# Activity
Find every line in the entries that holds the string "input" and report it.
Provided data Start Marker
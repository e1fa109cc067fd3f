//! Built-in field mappings for the five pages of the sample insurance
//! quote form.

use crate::mapping::{FieldMapping, FieldSpec};

/// Label selector shared by checkbox groups and labeled radio pairs.
const LABEL_TEMPLATE: &str = "//label[normalize-space()='${value}']";

/// Page 1: vehicle data.
pub fn vehicle_mapping() -> FieldMapping {
    FieldMapping::new(
        "vehicle",
        vec![
            FieldSpec::select_by_value("Make", "#make"),
            FieldSpec::select_by_value("Model", "#model"),
            FieldSpec::text("CylinderCapacity", "#cylindercapacity"),
            FieldSpec::text("EnginePerformance", "#engineperformance"),
            FieldSpec::text("DateOfManufacture", "#dateofmanufacture"),
            // Automobile and motorcycle variants share the seat count field.
            FieldSpec::select_by_label("Seats", "#numberofseats, #numberofseatsmotorcycle"),
            FieldSpec::radio_exclusive("RightHand", LABEL_TEMPLATE, "Yes", "No"),
            FieldSpec::select_by_value("Fuel", "#fuel"),
            FieldSpec::text("Payload", "//input[@id='payload']"),
            FieldSpec::text("Weight", "//input[@id='totalweight']"),
            FieldSpec::text("ListPrice", "//input[@id='listprice']"),
            FieldSpec::text("LicensePlateNumber", "//input[@id='licenseplatenumber']"),
            FieldSpec::text("AnnualMileage", "//input[@id='annualmileage']"),
        ],
    )
}

/// Page 2: insurant data.
pub fn insurant_mapping() -> FieldMapping {
    FieldMapping::new(
        "insurant",
        vec![
            FieldSpec::text("FirstName", "#firstname"),
            FieldSpec::text("LastName", "#lastname"),
            FieldSpec::text("BirthDate", "#birthdate"),
            FieldSpec::radio_exclusive("Gender", LABEL_TEMPLATE, "Male", "Female"),
            FieldSpec::text("Street", "#streetaddress"),
            FieldSpec::select_by_value("Country", "#country"),
            FieldSpec::text("Zip", "#zipcode"),
            FieldSpec::text("City", "#city"),
            FieldSpec::select_by_value("Occupation", "#occupation"),
            FieldSpec::checkbox_group("Hobbies", LABEL_TEMPLATE),
            FieldSpec::text("Website", "#website"),
        ],
    )
}

/// Page 3: product data.
pub fn product_mapping() -> FieldMapping {
    FieldMapping::new(
        "product",
        vec![
            FieldSpec::text("StartDate", "#startdate"),
            FieldSpec::select_by_value("InsuranceSum", "#insurancesum"),
            FieldSpec::select_by_value("MeritRating", "#meritrating"),
            FieldSpec::select_by_value("DamageInsurance", "#damageinsurance"),
            FieldSpec::checkbox_group("OptionalProduct", LABEL_TEMPLATE),
            FieldSpec::select_by_value("CourtesyCar", "#courtesycar"),
        ],
    )
}

/// Page 4: price option. The tiers map to the nth styled radio in the table.
pub fn price_option_mapping() -> FieldMapping {
    FieldMapping::new(
        "price_option",
        vec![FieldSpec::radio_indexed(
            "PriceOption",
            "(//span[@class='ideal-radio'])[${index}]",
            [("silver", 2), ("gold", 3), ("platinum", 4), ("ultimate", 5)],
        )],
    )
}

/// Page 5: send quote.
pub fn send_quote_mapping() -> FieldMapping {
    FieldMapping::new(
        "send_quote",
        vec![
            FieldSpec::text("Email", "#email"),
            FieldSpec::text("Phone", "#phone"),
            FieldSpec::text("Username", "#username"),
            FieldSpec::text("Password", "#password"),
            FieldSpec::text("ConfirmPassword", "#confirmpassword"),
            FieldSpec::text("Comments", "#Comments"),
        ],
    )
}

#[cfg(test)]
mod tests {
    use super::*;

    #[test]
    fn test_builtin_mappings_validate() {
        for mapping in [
            vehicle_mapping(),
            insurant_mapping(),
            product_mapping(),
            price_option_mapping(),
            send_quote_mapping(),
        ] {
            mapping.validate().unwrap_or_else(|e| {
                panic!("mapping '{}' failed validation: {e}", mapping.page)
            });
        }
    }

    #[test]
    fn test_price_tiers() {
        let mapping = price_option_mapping();
        let crate::mapping::ControlKind::RadioIndexed(ref spec) = mapping.fields[0].kind else {
            panic!("expected radio_indexed");
        };
        assert_eq!(spec.position_of("silver"), Some(2));
        assert_eq!(spec.position_of("Ultimate"), Some(5));
    }
}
Provided data End Marker
# Answer to this exercise
            FieldSpec::text("Payload", "//input[@id='payload']"),
            FieldSpec::text("Weight", "//input[@id='totalweight']"),
            FieldSpec::text("ListPrice", "//input[@id='listprice']"),
            FieldSpec::text("LicensePlateNumber", "//input[@id='licenseplatenumber']"),
            FieldSpec::text("AnnualMileage", "//input[@id='annualmileage']"),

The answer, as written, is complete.